The Taskforce considers that broad strategic relationships in
the sector are especially important to moving forward.
It is important that District Health Boards are clearly understood as
responsible for the health of their population through providing care
for individuals, classical public health services and targeting populations
of need within their area. The PHO is the mechanism by which DHBs deliver
community based services. Within each DHB region, PHOs, NGOs and other
agencies will need to have clearly defined relationships based on providing
effectively and efficiently for individual and community need.
Currently it is felt that the relationship between each DHB and its various
PHOs is currently variable around the country. There is an uneasy tension
between the DHB needing to direct the PHO services but needing to respect
the integrity of GP businesses.

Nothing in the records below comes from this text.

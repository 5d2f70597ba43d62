//! Terminal error types.
//!
//! Recoverable problems (illegal click pairs, a load with nothing saved, a
//! failed save) never surface here; they end up in the session's status text.

use crate::render::RenderError;
use thiserror::Error;

/// Errors that end the session loop.
#[derive(Debug, Error)]
pub enum SessionError {
    /// Drawing a frame failed.
    #[error("render failed: {0}")]
    Render(#[from] RenderError),
}
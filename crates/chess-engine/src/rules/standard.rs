//! Standard chess rules implementation.

use super::{DrawReason, GameResult, RuleSet};
use crate::movegen::{generate_moves, is_king_attacked, make_move};
use crate::Position;
use chess_core::{Move, Piece};

/// Standard chess rules.
///
/// - Standard piece movement, castling, en passant and promotion
/// - Checkmate and stalemate detection
/// - Automatic draws by insufficient material and the 75-move rule
#[derive(Debug, Clone, Copy, Default)]
pub struct StandardChess;

impl StandardChess {
    /// Returns true if neither side has enough material to checkmate.
    pub fn is_insufficient_material(&self, position: &Position) -> bool {
        let mut minors = Vec::new();
        for (sq, piece) in position.pieces() {
            match piece.kind {
                Piece::King => {}
                Piece::Knight | Piece::Bishop => minors.push((sq, piece)),
                Piece::Pawn | Piece::Rook | Piece::Queen => return false,
            }
        }

        match minors.as_slice() {
            [] | [_] => true,
            // Opposing bishops on the same square color
            [(a, pa), (b, pb)] => {
                pa.kind == Piece::Bishop
                    && pb.kind == Piece::Bishop
                    && pa.color != pb.color
                    && a.is_light() == b.is_light()
            }
            _ => false,
        }
    }
}

impl RuleSet for StandardChess {
    fn initial_position(&self) -> Position {
        Position::startpos()
    }

    fn generate_moves(&self, position: &Position) -> Vec<Move> {
        generate_moves(position)
    }

    fn make_move(&self, position: &Position, m: Move) -> Position {
        make_move(position, m)
    }

    fn is_check(&self, position: &Position) -> bool {
        is_king_attacked(position, position.side_to_move)
    }

    fn game_result(&self, position: &Position) -> Option<GameResult> {
        if generate_moves(position).is_empty() {
            return Some(if self.is_check(position) {
                GameResult::checkmate_against(position.side_to_move)
            } else {
                GameResult::Draw(DrawReason::Stalemate)
            });
        }

        if position.halfmove_clock >= 150 {
            return Some(GameResult::Draw(DrawReason::SeventyFiveMoveRule));
        }

        if self.is_insufficient_material(position) {
            return Some(GameResult::Draw(DrawReason::InsufficientMaterial));
        }

        None
    }
}
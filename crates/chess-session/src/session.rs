//! The live game and everything the UI needs to show it.

use crate::animation::AnimationTask;
use crate::menu::Mode;
use crate::selection::{ClickOutcome, SelectionState};
use crate::turn::AiState;
use chess_core::{Move, Piece, Square};
use chess_engine::rules::GameResult;
use chess_engine::{Game, GameError, Position};
use tracing::{debug, info};

/// The root aggregate of a running game.
///
/// `legal_moves` and `outcome` are derived from the game and are refreshed
/// after every change to the position.
#[derive(Debug)]
pub struct Session {
    mode: Mode,
    game: Game,
    legal_moves: Vec<Move>,
    outcome: Option<GameResult>,
    selection: SelectionState,
    pub(crate) ai: AiState,
    animation: Option<AnimationTask>,
    status: Option<String>,
    just_unwound: bool,
    ai_stalled: bool,
    frames_per_square: u32,
    promotion: Piece,
}

impl Session {
    pub fn new(mode: Mode, frames_per_square: u32, promotion: Piece) -> Self {
        Self::with_game(mode, Game::new(), frames_per_square, promotion)
    }

    /// Starts a session from an existing game, e.g. a custom position.
    pub fn with_game(mode: Mode, game: Game, frames_per_square: u32, promotion: Piece) -> Self {
        let mut session = Session {
            mode,
            game,
            legal_moves: Vec::new(),
            outcome: None,
            selection: SelectionState::new(),
            ai: AiState::default(),
            animation: None,
            status: None,
            just_unwound: false,
            ai_stalled: false,
            frames_per_square,
            promotion,
        };
        session.refresh();
        session
    }

    pub fn mode(&self) -> Mode {
        self.mode
    }

    pub fn game(&self) -> &Game {
        &self.game
    }

    pub fn position(&self) -> &Position {
        self.game.position()
    }

    pub fn legal_moves(&self) -> &[Move] {
        &self.legal_moves
    }

    pub fn outcome(&self) -> Option<GameResult> {
        self.outcome
    }

    pub fn is_over(&self) -> bool {
        self.outcome.is_some()
    }

    /// Banner text once the game has ended.
    pub fn outcome_text(&self) -> Option<String> {
        self.outcome.map(|result| result.to_string())
    }

    /// Returns true if a human moves for the side to move.
    pub fn human_turn(&self) -> bool {
        self.mode.human_controls(self.game.side_to_move())
    }

    pub fn selection(&self) -> &SelectionState {
        &self.selection
    }

    pub fn animation(&self) -> Option<&AnimationTask> {
        self.animation.as_ref()
    }

    pub fn is_animating(&self) -> bool {
        self.animation.is_some()
    }

    pub fn ai_busy(&self) -> bool {
        self.ai.is_busy()
    }

    /// True once the AI has given up on the current position.
    pub fn ai_stalled(&self) -> bool {
        self.ai_stalled
    }

    pub fn status(&self) -> Option<&str> {
        self.status.as_deref()
    }

    pub fn set_status(&mut self, status: impl Into<String>) {
        self.status = Some(status.into());
    }

    /// Handles a click on a board square (`None` off the board).
    ///
    /// Ignored once the game is over. Only resolves into a move on a human
    /// turn with no animation in flight. A pair that is not a legal move is
    /// reported on the status line.
    pub fn click(&mut self, target: Option<Square>) -> Option<Move> {
        if self.is_over() {
            return None;
        }
        let can_move = self.human_turn() && !self.is_animating();
        let mv = match self
            .selection
            .on_square_clicked(target, can_move, &self.legal_moves, self.promotion)
        {
            ClickOutcome::Moved(mv) => mv,
            ClickOutcome::Rejected { from, to } => {
                debug!(from = %from.to_algebraic(), to = %to.to_algebraic(), "illegal click pair");
                self.set_status(format!("Illegal move: {}{}", from.to_algebraic(), to.to_algebraic()));
                return None;
            }
            ClickOutcome::Selected | ClickOutcome::Cleared => return None,
        };
        match self.apply_move(mv) {
            Ok(()) => Some(mv),
            Err(e) => {
                self.set_status(e.to_string());
                None
            }
        }
    }

    /// Applies a move and starts animating it.
    ///
    /// On error the session is left exactly as it was.
    pub fn apply_move(&mut self, mv: Move) -> Result<(), GameError> {
        debug_assert!(!self.is_animating(), "a move is already in flight");
        self.game.make_move(mv)?;
        info!(mv = %mv.to_uci(), ply = self.game.ply_count(), "move applied");
        self.animation = Some(AnimationTask::start(mv, self.frames_per_square));
        self.status = None;
        self.refresh();
        if let Some(result) = self.outcome {
            info!(%result, "game over");
        }
        Ok(())
    }

    /// Advances the running animation by one frame, dropping it once done.
    /// Returns true while it is still running.
    pub fn advance_animation(&mut self) -> bool {
        let running = self.animation.as_mut().is_some_and(AnimationTask::advance);
        if !running {
            self.animation = None;
        }
        running
    }

    /// Reverts the last move, cancelling any search first.
    pub fn undo(&mut self) -> Option<Move> {
        self.cancel_ai();
        let undone = self.game.undo_move();
        self.unwind();
        if let Some(mv) = undone {
            info!(mv = %mv.to_uci(), "move undone");
        }
        undone
    }

    /// Starts over from the initial position under the same mode.
    pub fn reset(&mut self) {
        self.cancel_ai();
        self.game = Game::new();
        self.status = None;
        self.unwind();
        info!(mode = %self.mode, "session reset");
    }

    /// Replaces the game with a loaded one.
    pub fn replace_game(&mut self, game: Game) {
        self.cancel_ai();
        self.game = game;
        self.animation = None;
        self.selection.clear();
        self.ai_stalled = false;
        self.refresh();
        info!(ply = self.game.ply_count(), "game loaded");
    }

    pub fn cancel_ai(&mut self) {
        self.ai.cancel();
    }

    pub(crate) fn mark_ai_stalled(&mut self, reason: &str) {
        self.ai_stalled = true;
        self.set_status(reason);
    }

    /// Consumes the marker left by undo and reset. The AI sits out the tick
    /// in which either happened.
    pub(crate) fn take_just_unwound(&mut self) -> bool {
        std::mem::take(&mut self.just_unwound)
    }

    fn unwind(&mut self) {
        self.animation = None;
        self.selection.clear();
        self.ai_stalled = false;
        self.just_unwound = true;
        self.refresh();
    }

    fn refresh(&mut self) {
        self.legal_moves = self.game.legal_moves();
        self.outcome = self.game.result();
        debug!(moves = self.legal_moves.len(), over = self.outcome.is_some(), "position refreshed");
    }
}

The relationship between the Ministry
of Health and DHBNZ is perhaps not well understood in the sector and finally
PHOs and NGOs have no clear processes for sharing resources or co-ordinating
care for clients or patients.
Implications for Primary Health Organisations as discussed by
the Taskforce
- PHOs will need to take a leadership role in the field – they
will need to be catalyst for change, being “enablers and promoters”.
- To facilitate and promote community development, they will need to
represent local communities of interest – not necessarily on a
defined geographical basis.
- They will need to work with a wide range of groups, often undertaking
a “brokerage” role.
- The governance of primary health care will need to be representative
of the population served and the workforce providing that service.

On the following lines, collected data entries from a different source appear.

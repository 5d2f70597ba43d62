//! Move representation.

use crate::{Color, ColoredPiece, Piece, Square};
use std::fmt;

/// Special-move metadata carried by a legal move.
#[derive(Debug, Clone, Copy, PartialEq, Eq, Hash)]
pub enum MoveFlag {
    /// Normal move (no special action).
    Normal,
    /// Pawn double push from its starting row.
    DoublePush,
    /// Kingside castling (O-O).
    CastleKingside,
    /// Queenside castling (O-O-O).
    CastleQueenside,
    /// En passant capture.
    EnPassant,
    /// Pawn promotion to the given kind.
    Promote(Piece),
}

impl MoveFlag {
    /// Returns the promotion piece if this is a promotion move.
    #[inline]
    pub const fn promotion_piece(self) -> Option<Piece> {
        match self {
            MoveFlag::Promote(piece) => Some(piece),
            _ => None,
        }
    }

    #[inline]
    pub const fn is_castling(self) -> bool {
        matches!(self, MoveFlag::CastleKingside | MoveFlag::CastleQueenside)
    }
}

/// A fully described move.
///
/// Moves produced by the rule engine carry everything needed to replay,
/// reverse and animate them: the moving piece, the captured piece (if any)
/// and the special-move flag. Equality is structural over all of it.
#[derive(Debug, Clone, Copy, PartialEq, Eq, Hash)]
pub struct Move {
    pub from: Square,
    pub to: Square,
    pub piece: ColoredPiece,
    pub captured: Option<ColoredPiece>,
    pub flag: MoveFlag,
}

impl Move {
    pub const fn new(
        from: Square,
        to: Square,
        piece: ColoredPiece,
        captured: Option<ColoredPiece>,
        flag: MoveFlag,
    ) -> Self {
        Move {
            from,
            to,
            piece,
            captured,
            flag,
        }
    }

    /// Side making the move.
    #[inline]
    pub const fn color(&self) -> Color {
        self.piece.color
    }

    #[inline]
    pub const fn is_capture(&self) -> bool {
        self.captured.is_some()
    }

    #[inline]
    pub const fn is_en_passant(&self) -> bool {
        matches!(self.flag, MoveFlag::EnPassant)
    }

    /// Square the captured piece stood on.
    ///
    /// Identical to `to` except for en passant, where the captured pawn sits
    /// one row behind the destination from the capturer's point of view.
    pub fn capture_square(&self) -> Option<Square> {
        let captured = self.captured?;
        if self.is_en_passant() {
            // A black victim sits below the destination, a white one above.
            let dr = match captured.color {
                Color::Black => 1,
                Color::White => -1,
            };
            self.to.offset(dr, 0)
        } else {
            Some(self.to)
        }
    }

    /// Returns true if this move goes `from` -> `to` and, for promotions,
    /// promotes to `promotion`.
    ///
    /// Castling and en passant are fully determined by origin and destination,
    /// so only the promotion choice needs to be compared explicitly.
    pub fn matches(&self, from: Square, to: Square, promotion: Option<Piece>) -> bool {
        if self.from != from || self.to != to {
            return false;
        }
        match self.flag.promotion_piece() {
            Some(piece) => promotion == Some(piece),
            None => true,
        }
    }

    /// Returns the UCI notation for this move (e.g. "e2e4", "e7e8q").
    pub fn to_uci(&self) -> String {
        match self.flag.promotion_piece() {
            Some(piece) => format!("{}{}{}", self.from, self.to, piece.letter()),
            None => format!("{}{}", self.from, self.to),
        }
    }

    /// Short algebraic notation without check markers, as shown in the move log.
    pub fn to_log_string(&self) -> String {
        match self.flag {
            MoveFlag::CastleKingside => return "O-O".to_string(),
            MoveFlag::CastleQueenside => return "O-O-O".to_string(),
            _ => {}
        }
        let mut out = String::new();
        match self.piece.kind.san_letter() {
            Some(letter) => out.push(letter),
            None if self.is_capture() => out.push(self.from.file_char()),
            None => {}
        }
        if self.is_capture() {
            out.push('x');
        }
        out.push_str(&self.to.to_algebraic());
        if let Some(piece) = self.flag.promotion_piece() {
            out.push('=');
            out.push(piece.letter().to_ascii_uppercase());
        }
        out
    }
}

impl fmt::Display for Move {
    fn fmt(&self, f: &mut fmt::Formatter<'_>) -> fmt::Result {
        write!(f, "{}", self.to_log_string())
    }
}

- The population focus will need careful attention especially in the
utilisation of any additional money.
- PHOs will need to acknowledge actively, the imperative to reduce
health inequalities/disparities.
Conclusion of Document
If the goals of the Primary Health Care Strategy are achieved the sector
will demonstrate:
- Emerging evidence of improvements in population health, with reduced
inequalities in care.
- Enhanced engagement with local communities.

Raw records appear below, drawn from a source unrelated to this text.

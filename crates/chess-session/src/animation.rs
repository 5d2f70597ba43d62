//! Frame-counted move animation.
//!
//! An [`AnimationTask`] is created when a move is applied and is advanced by
//! exactly one frame per tick. Duration depends only on the Manhattan
//! distance travelled, so every square takes the same number of frames.

use crate::layout::{self, Rect, SQUARE_SIZE};
use chess_core::{ColoredPiece, Move, Square};

/// Frames per square travelled when nothing else is configured.
pub const DEFAULT_FRAMES_PER_SQUARE: u32 = 10;

/// The in-flight visualisation of one applied move.
#[derive(Debug, Clone, PartialEq)]
pub struct AnimationTask {
    mv: Move,
    origin: Square,
    dest: Square,
    captured: Option<ColoredPiece>,
    capture_square: Option<Square>,
    is_en_passant: bool,
    elapsed_frames: u32,
    total_frames: u32,
}

impl AnimationTask {
    /// Starts animating `mv`.
    pub fn start(mv: Move, frames_per_square: u32) -> Self {
        let d_row = (mv.to.row() as i32 - mv.from.row() as i32).unsigned_abs();
        let d_col = (mv.to.col() as i32 - mv.from.col() as i32).unsigned_abs();
        AnimationTask {
            mv,
            origin: mv.from,
            dest: mv.to,
            captured: mv.captured,
            capture_square: mv.capture_square(),
            is_en_passant: mv.is_en_passant(),
            elapsed_frames: 0,
            total_frames: (d_row + d_col) * frames_per_square,
        }
    }

    pub fn mv(&self) -> &Move {
        &self.mv
    }

    pub fn origin(&self) -> Square {
        self.origin
    }

    pub fn dest(&self) -> Square {
        self.dest
    }

    pub fn is_en_passant(&self) -> bool {
        self.is_en_passant
    }

    pub fn elapsed_frames(&self) -> u32 {
        self.elapsed_frames
    }

    pub fn total_frames(&self) -> u32 {
        self.total_frames
    }

    pub fn is_finished(&self) -> bool {
        self.elapsed_frames >= self.total_frames
    }

    /// Advances one frame. Returns true while the animation is not finished.
    pub fn advance(&mut self) -> bool {
        self.advance_by(1)
    }

    /// Advances `frames` frames, stopping at the last one.
    pub fn advance_by(&mut self, frames: u32) -> bool {
        self.elapsed_frames = self.elapsed_frames.saturating_add(frames).min(self.total_frames);
        !self.is_finished()
    }

    /// Fraction of the way travelled, in `0.0..=1.0`.
    pub fn progress(&self) -> f32 {
        if self.total_frames == 0 {
            1.0
        } else {
            self.elapsed_frames as f32 / self.total_frames as f32
        }
    }

    /// Fractional (row, col) of the moving piece for the current frame.
    pub fn current_cell(&self) -> (f32, f32) {
        let t = self.progress();
        let lerp = |a: u8, b: u8| a as f32 + (b as f32 - a as f32) * t;
        (
            lerp(self.origin.row(), self.dest.row()),
            lerp(self.origin.col(), self.dest.col()),
        )
    }

    /// Pixel rectangle of the moving piece for the current frame.
    pub fn piece_rect(&self) -> Rect {
        let (row, col) = self.current_cell();
        Rect::new(
            (col * SQUARE_SIZE as f32).round() as i32,
            (row * SQUARE_SIZE as f32).round() as i32,
            SQUARE_SIZE,
            SQUARE_SIZE,
        )
    }

    /// The captured piece and the square it is drawn on until the mover
    /// arrives. For en passant that is one row off the destination.
    pub fn captured(&self) -> Option<(ColoredPiece, Square)> {
        Some((self.captured?, self.capture_square?))
    }

    /// Rectangle of the destination square, which is painted over while the
    /// moving piece travels.
    pub fn dest_rect(&self) -> Rect {
        layout::square_rect(self.dest)
    }
}

#[cfg(test)]
mod tests {
    use super::*;
    use chess_core::{Color, MoveFlag, Piece};
    use chess_engine::Game;
    use proptest::prelude::*;

    fn queen_move(from: (u8, u8), to: (u8, u8)) -> Move {
        Move::new(
            Square::new(from.0, from.1).unwrap(),
            Square::new(to.0, to.1).unwrap(),
            ColoredPiece::new(Color::White, Piece::Queen),
            None,
            MoveFlag::Normal,
        )
    }

    #[test]
    fn manhattan_duration() {
        let mut task = AnimationTask::start(queen_move((0, 0), (3, 4)), 10);
        assert_eq!(task.total_frames(), 70);

        for _ in 0..69 {
            assert!(task.advance());
        }
        assert!(!task.is_finished());
        assert!(!task.advance());
        assert!(task.is_finished());
        assert_eq!(task.elapsed_frames(), 70);

        // Further advances stay finished.
        assert!(!task.advance());
        assert_eq!(task.elapsed_frames(), 70);
    }

    #[test]
    fn interpolates_linearly() {
        let mut task = AnimationTask::start(queen_move((6, 4), (4, 4)), 10);
        assert_eq!(task.current_cell(), (6.0, 4.0));
        task.advance_by(10);
        assert_eq!(task.current_cell(), (5.0, 4.0));
        assert_eq!(task.piece_rect(), Rect::new(4 * 64, 5 * 64, 64, 64));
        task.advance_by(10);
        assert_eq!(task.current_cell(), (4.0, 4.0));
    }

    #[test]
    fn en_passant_victim_is_beside_the_destination() {
        let mut game = Game::from_fen("4k3/8/8/3pP3/8/8/8/4K3 w - d6 0 1").unwrap();
        let mv = game.make_move_uci("e5d6").unwrap();
        let task = AnimationTask::start(mv, 10);

        assert!(task.is_en_passant());
        let (victim, square) = task.captured().unwrap();
        assert_eq!(victim, ColoredPiece::new(Color::Black, Piece::Pawn));
        assert_eq!(square, Square::from_algebraic("d5").unwrap());
        assert_ne!(square, task.dest());
    }

    #[test]
    fn plain_capture_victim_is_on_the_destination() {
        let mut game = Game::from_fen("4k3/8/8/3p4/4P3/8/8/4K3 w - - 0 1").unwrap();
        let mv = game.make_move_uci("e4d5").unwrap();
        let task = AnimationTask::start(mv, 10);
        assert_eq!(task.captured().map(|(_, sq)| sq), Some(task.dest()));
    }

    proptest! {
        #[test]
        fn finishes_after_exactly_total_frames(
            from in (0u8..8, 0u8..8),
            to in (0u8..8, 0u8..8),
            fps in 1u32..20,
        ) {
            prop_assume!(from != to);
            let mut task = AnimationTask::start(queen_move(from, to), fps);
            let distance = (from.0 as i32 - to.0 as i32).abs() + (from.1 as i32 - to.1 as i32).abs();
            prop_assert_eq!(task.total_frames(), distance as u32 * fps);

            for _ in 1..task.total_frames() {
                prop_assert!(task.advance());
            }
            prop_assert!(!task.advance());
        }
    }
}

- Health care providers working closely together, to deliver integrated
care.
- The introduction of best practice and performance monitoring in primary
health care, and mechanisms to share successes.
- An overall broadening of services delivered at the primary level
with a narrower band of services defined as secondary care.
FOR COLLEGE MEMBERS
It is crucially important that College members continue to use
the electronic discussion group to expose, explore and debate issues
of success, concern, achievement and barriers as they occur. Both
the Ministry Taskforce and the Expert Advisory Group on Nursing
need to be fully advised of the experiences of nurses who are living
and working with the impacts of the strategy implementation and
who are, as the strategy first identified, crucial to its success.